Природа в своем широком охвате всегда являет высшее с низшим; создавая в Человеке богоподобное, она разрабатывает во всех других своих произведениях лишь его материал и фундамент, который должен существовать, чтобы в контрасте с ним Сущность как таковая могла проявиться. И даже в высшем мире Человека большая масса служит снова базисом, на котором богоподобное, сохраняемое чистым в немногих, проявляется в законодательстве, управлении и установлении Религии. Так что везде, где Искусство работает с большей сложностью Природы, оно может и должно показывать, наряду с высшей мерой Красоты, также ее фундамент и сырой материал, как бы в отчетливых соответствующих формах.
Здесь впервые заметно раскрывается различие в природе форм Искусства.
Пластическое Искусство, в более точном смысле термина, отказывается давать Пространство вовне объекту, но несет его внутри себя. Это, однако, сужает его поле; оно вынуждено, правда, показывать красоту Вселенной почти в одной точке. Оно должно поэтому стремиться немедленно к высшему и может достичь сложности только раздельно и в строжайшем исключении всех конфликтующих элементов.
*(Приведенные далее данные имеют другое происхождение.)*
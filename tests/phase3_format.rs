//! Phase 3 tests: snapshot persistence and engine configuration.

use std::io::Cursor;
use std::io::Write as _;
use std::path::Path;
use std::sync::Mutex;

use tempfile::{tempdir, NamedTempFile};

use agentic_knowledge::config::{resolve_config, resolve_graph_path, EngineConfig};
use agentic_knowledge::format::compression::{compress_payload, decompress_payload};
use agentic_knowledge::format::{GraphDocument, SnapshotReader, SnapshotWriter};
use agentic_knowledge::graph::{GraphBuilder, GraphStore, MemoryGraph};
use agentic_knowledge::types::{
    KgError, Node, NodeData, NodeKind, Relation, RelationType, SnapshotHeader, HEADER_SIZE,
};

/// Environment variables are process-wide; tests touching them take this lock.
static ENV_LOCK: Mutex<()> = Mutex::new(());

// ==================== Helpers ====================

fn sample_graph() -> MemoryGraph {
    GraphBuilder::new()
        .add_source("wiki", 0.8)
        .add_proposition("tides", "The moon causes tides", 0.9)
        .add_event("eclipse", "2024-04-08")
        .add_thought("musing", "what about neap tides?")
        .add("moon", NodeKind::Entity)
        .derived_from("tides", "wiki")
        .relation(
            Relation::new("moon", "tides", RelationType::Causes)
                .with_weight(0.8)
                .with_confidence(0.7)
                .with_context("gravitational pull")
                .with_sources(vec!["wiki".into()]),
        )
        .link("moon", "eclipse", RelationType::RelatedTo, 0.4)
        .build()
        .unwrap()
}

fn snapshot_bytes(graph: &MemoryGraph) -> Vec<u8> {
    let mut buf = Vec::new();
    SnapshotWriter::new().write_to(graph, &mut buf).unwrap();
    buf
}

fn raw_snapshot(header: SnapshotHeader, payload: &[u8]) -> Vec<u8> {
    let mut buf = Vec::new();
    header.write_to(&mut buf).unwrap();
    buf.extend_from_slice(payload);
    buf
}

// ==================== Snapshot Round Trip ====================

#[test]
fn test_snapshot_round_trip_file() {
    let graph = sample_graph();
    let tmp = NamedTempFile::new().unwrap();
    SnapshotWriter::new().write_to_file(&graph, tmp.path()).unwrap();

    let loaded = SnapshotReader::read_from_file(tmp.path()).unwrap();
    assert_eq!(loaded.node_count().unwrap(), 5);
    assert_eq!(loaded.edge_count().unwrap(), 3);
    assert_eq!(loaded.nodes().unwrap(), graph.nodes().unwrap());
    assert_eq!(loaded.edges().unwrap(), graph.edges().unwrap());

    let causes = &loaded.edges_from("moon").unwrap()[0];
    assert_eq!(causes.relation_type, RelationType::Causes);
    assert_eq!(causes.context.as_deref(), Some("gravitational pull"));
    assert_eq!(causes.sources, vec!["wiki"]);
    assert_eq!(causes.confidence_score, Some(0.7));
}

#[test]
fn test_snapshot_rebuilds_indexes() {
    let graph = sample_graph();
    let loaded = SnapshotReader::read_from(&mut Cursor::new(snapshot_bytes(&graph))).unwrap();

    let hits = loaded.find_nodes("tides", &[], 10).unwrap();
    assert_eq!(hits[0].node.name, "tides");
    assert!(hits.iter().any(|h| h.node.name == "musing"));
    assert_eq!(
        loaded.names_of_kind(NodeKind::Source).unwrap(),
        vec!["wiki".to_string()]
    );
    assert_eq!(loaded.edges_to("tides").unwrap().len(), 1);
}

#[test]
fn test_snapshot_empty_graph() {
    let bytes = snapshot_bytes(&MemoryGraph::new());
    assert!(bytes.len() > HEADER_SIZE);
    let loaded = SnapshotReader::read_from(&mut Cursor::new(bytes)).unwrap();
    assert_eq!(loaded.node_count().unwrap(), 0);
    assert_eq!(loaded.edge_count().unwrap(), 0);
}

#[test]
fn test_snapshot_header_layout() {
    let bytes = snapshot_bytes(&sample_graph());
    assert_eq!(&bytes[0..4], b"AKGR");
    assert_eq!(u32::from_le_bytes([bytes[4], bytes[5], bytes[6], bytes[7]]), 1);

    let header = SnapshotHeader::read_from(&mut Cursor::new(&bytes[..HEADER_SIZE])).unwrap();
    assert_eq!(header.node_count, 5);
    assert_eq!(header.edge_count, 3);
    assert_eq!(header.payload_len as usize, bytes.len() - HEADER_SIZE);
}

#[test]
fn test_write_to_file_creates_parent_directories() {
    let dir = tempdir().unwrap();
    let path = dir.path().join("nested").join(".akg").join("graph.akg");
    SnapshotWriter::new().write_to_file(&sample_graph(), &path).unwrap();
    assert!(path.exists());
    assert_eq!(
        SnapshotReader::read_from_file(&path).unwrap().node_count().unwrap(),
        5
    );
}

#[test]
fn test_read_missing_file_is_io_error() {
    let dir = tempdir().unwrap();
    let err = SnapshotReader::read_from_file(&dir.path().join("absent.akg")).unwrap_err();
    assert!(matches!(err, KgError::Io(_)));
}

// ==================== Snapshot Errors ====================

#[test]
fn test_truncated_header() {
    let err = SnapshotReader::read_from(&mut Cursor::new(vec![0x41, 0x4B, 0x47])).unwrap_err();
    assert!(matches!(err, KgError::Truncated));
}

#[test]
fn test_truncated_payload() {
    let mut bytes = snapshot_bytes(&sample_graph());
    bytes.truncate(bytes.len() - 5);
    let err = SnapshotReader::read_from(&mut Cursor::new(bytes)).unwrap_err();
    assert!(matches!(err, KgError::Truncated));
}

#[test]
fn test_invalid_magic() {
    let mut bytes = snapshot_bytes(&sample_graph());
    bytes[0..4].copy_from_slice(b"AMEM");
    let err = SnapshotReader::read_from(&mut Cursor::new(bytes)).unwrap_err();
    assert!(matches!(err, KgError::InvalidMagic));
}

#[test]
fn test_unsupported_version() {
    let mut bytes = snapshot_bytes(&sample_graph());
    bytes[4..8].copy_from_slice(&99u32.to_le_bytes());
    let err = SnapshotReader::read_from(&mut Cursor::new(bytes)).unwrap_err();
    assert!(matches!(err, KgError::UnsupportedVersion(99)));
}

#[test]
fn test_payload_that_is_not_json() {
    let payload = compress_payload(b"definitely not json");
    let bytes = raw_snapshot(SnapshotHeader::new(0, 0, payload.len() as u64), &payload);
    let err = SnapshotReader::read_from(&mut Cursor::new(bytes)).unwrap_err();
    assert!(matches!(err, KgError::Json(_)));
}

#[test]
fn test_header_count_mismatch() {
    let document = GraphDocument {
        nodes: vec![Node::of_kind("only", NodeKind::Entity)],
        edges: Vec::new(),
    };
    let payload = compress_payload(&serde_json::to_vec(&document).unwrap());
    let bytes = raw_snapshot(SnapshotHeader::new(2, 0, payload.len() as u64), &payload);
    let err = SnapshotReader::read_from(&mut Cursor::new(bytes)).unwrap_err();
    assert!(matches!(err, KgError::Compression(_)));
}

#[test]
fn test_dangling_edge_in_payload() {
    let document = GraphDocument {
        nodes: vec![Node::of_kind("a", NodeKind::Entity)],
        edges: vec![Relation::new("a", "b", RelationType::Knows)],
    };
    let payload = compress_payload(&serde_json::to_vec(&document).unwrap());
    let bytes = raw_snapshot(SnapshotHeader::new(1, 1, payload.len() as u64), &payload);
    let err = SnapshotReader::read_from(&mut Cursor::new(bytes)).unwrap_err();
    assert!(matches!(err, KgError::NotFound(name) if name == "b"));
}

#[test]
fn test_compression_round_trip_and_corruption() {
    let data = b"the same words, the same words, the same words".repeat(20);
    let compressed = compress_payload(&data);
    assert!(compressed.len() < data.len());
    assert_eq!(decompress_payload(&compressed).unwrap(), data);

    let mut broken = compressed.clone();
    broken.truncate(broken.len() / 2);
    assert!(matches!(
        decompress_payload(&broken),
        Err(KgError::Compression(_))
    ));
}

#[test]
fn test_oversized_declared_length_is_rejected() {
    let mut payload = compress_payload(b"{\"nodes\": [], \"edges\": []}");
    payload[0..4].copy_from_slice(&u32::MAX.to_le_bytes());
    assert!(matches!(
        decompress_payload(&payload),
        Err(KgError::Compression(msg)) if msg.contains("declared size")
    ));

    let bytes = raw_snapshot(SnapshotHeader::new(0, 0, payload.len() as u64), &payload);
    let err = SnapshotReader::read_from(&mut Cursor::new(bytes)).unwrap_err();
    assert!(matches!(err, KgError::Compression(_)));

    assert!(matches!(
        decompress_payload(&[1, 0]),
        Err(KgError::Compression(_))
    ));
}

// ==================== JSON Documents ====================

#[test]
fn test_graph_document_defaults_missing_sections() {
    let document: GraphDocument = serde_json::from_str(
        r#"{"nodes": [{"name": "rust", "kind": "concept", "definition": "a language"}]}"#,
    )
    .unwrap();
    assert_eq!(document.nodes.len(), 1);
    assert!(document.edges.is_empty());
    let NodeData::Concept(attrs) = &document.nodes[0].data else {
        panic!("expected a concept");
    };
    assert_eq!(attrs.definition.as_deref(), Some("a language"));
}

// ==================== Configuration ====================

fn write_config(content: &str) -> NamedTempFile {
    let mut file = NamedTempFile::new().unwrap();
    file.write_all(content.as_bytes()).unwrap();
    file.flush().unwrap();
    file
}

#[test]
fn test_config_defaults() {
    let config = EngineConfig::default();
    assert_eq!(config.temporal_candidate_cap, 27);
    assert_eq!(config.candidate_threshold, 0.5);
    assert_eq!(config.conflict_penalty, 0.2);
    assert_eq!(config.default_max_depth, 2);
    assert_eq!(config.default_max_nodes, 50);
    assert_eq!(config.default_min_weight, 0.0);
    assert_eq!(config.default_max_events, 20);
    assert_eq!(config.default_max_hops, 6);
    assert_eq!(config.search_limit, 10);
    assert!(config.validate().is_ok());
}

#[test]
fn test_config_load_partial_toml() {
    let _guard = ENV_LOCK.lock().unwrap_or_else(|e| e.into_inner());
    let file = write_config("conflict_penalty = 0.3\ntemporal_candidate_cap = 12\n");
    let config = EngineConfig::load(file.path()).unwrap();
    assert_eq!(config.conflict_penalty, 0.3);
    assert_eq!(config.temporal_candidate_cap, 12);
    assert_eq!(config.candidate_threshold, 0.5);
    assert_eq!(config.default_max_hops, 6);
}

#[test]
fn test_config_load_errors() {
    let _guard = ENV_LOCK.lock().unwrap_or_else(|e| e.into_inner());
    let file = write_config("conflict_penalty = \"high\"\n");
    assert!(matches!(
        EngineConfig::load(file.path()),
        Err(KgError::Config(_))
    ));

    let file = write_config("candidate_threshold = 1.5\n");
    let err = EngineConfig::load(file.path()).unwrap_err();
    assert!(err.to_string().contains("candidate_threshold"));

    let file = write_config("search_limit = 0\n");
    assert!(matches!(
        EngineConfig::load(file.path()),
        Err(KgError::Config(_))
    ));

    assert!(matches!(
        EngineConfig::load(Path::new("/definitely/not/here.toml")),
        Err(KgError::Config(_))
    ));
}

#[test]
fn test_config_env_overrides() {
    let _guard = ENV_LOCK.lock().unwrap_or_else(|e| e.into_inner());
    std::env::set_var("AKG_CONFLICT_PENALTY", "0.35");
    std::env::set_var("AKG_DEFAULT_MAX_HOPS", "3");
    let config = EngineConfig::from_env();
    std::env::remove_var("AKG_CONFLICT_PENALTY");
    std::env::remove_var("AKG_DEFAULT_MAX_HOPS");

    let config = config.unwrap();
    assert_eq!(config.conflict_penalty, 0.35);
    assert_eq!(config.default_max_hops, 3);

    // Environment beats the file.
    let file = write_config("default_max_events = 5\nconflict_penalty = 0.1\n");
    std::env::set_var("AKG_DEFAULT_MAX_EVENTS", "8");
    let config = EngineConfig::load(file.path());
    std::env::remove_var("AKG_DEFAULT_MAX_EVENTS");
    let config = config.unwrap();
    assert_eq!(config.default_max_events, 8);
    assert_eq!(config.conflict_penalty, 0.1);

    std::env::set_var("AKG_SEARCH_LIMIT", "many");
    let result = EngineConfig::from_env();
    std::env::remove_var("AKG_SEARCH_LIMIT");
    assert!(matches!(result, Err(KgError::Config(msg)) if msg.contains("AKG_SEARCH_LIMIT")));
}

#[test]
fn test_resolve_paths() {
    let _guard = ENV_LOCK.lock().unwrap_or_else(|e| e.into_inner());
    let explicit = Path::new("/tmp/explicit.akg");
    assert_eq!(resolve_graph_path(Some(explicit)), explicit);

    std::env::set_var("AKG_GRAPH", "/tmp/from-env.akg");
    let from_env = resolve_graph_path(None);
    std::env::remove_var("AKG_GRAPH");
    assert_eq!(from_env, Path::new("/tmp/from-env.akg"));

    assert_eq!(resolve_graph_path(None), Path::new(".akg/graph.akg"));

    let file = write_config("search_limit = 4\n");
    let config = resolve_config(Some(file.path())).unwrap();
    assert_eq!(config.search_limit, 4);

    std::env::set_var("AKG_CONFIG", file.path());
    let config = resolve_config(None);
    std::env::remove_var("AKG_CONFIG");
    assert_eq!(config.unwrap().search_limit, 4);

    assert_eq!(resolve_config(None).unwrap(), EngineConfig::default());
}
Изолируя чисто животное в человеческой природе, оно преуспевает в формировании низших созданий тоже, гармоничных и даже прекрасных, как нас учит красота многочисленных Фавнов, сохранившихся от античности; да, оно может, пародируя само себя, подобно веселому духу Природы, перевернуть свой собственный Идеал и, например, в экстравагантности Силенских фигур, легкой и игривой трактовкой показаться освобожденным вновь от давления материи.
Но во всех случаях оно вынуждено строго изолировать произведение, чтобы сделать его самосогласованным и миром в себе; поскольку для этой формы Искусства нет высшего единства, в котором диссонанс частностей был бы расплавлен в гармонию.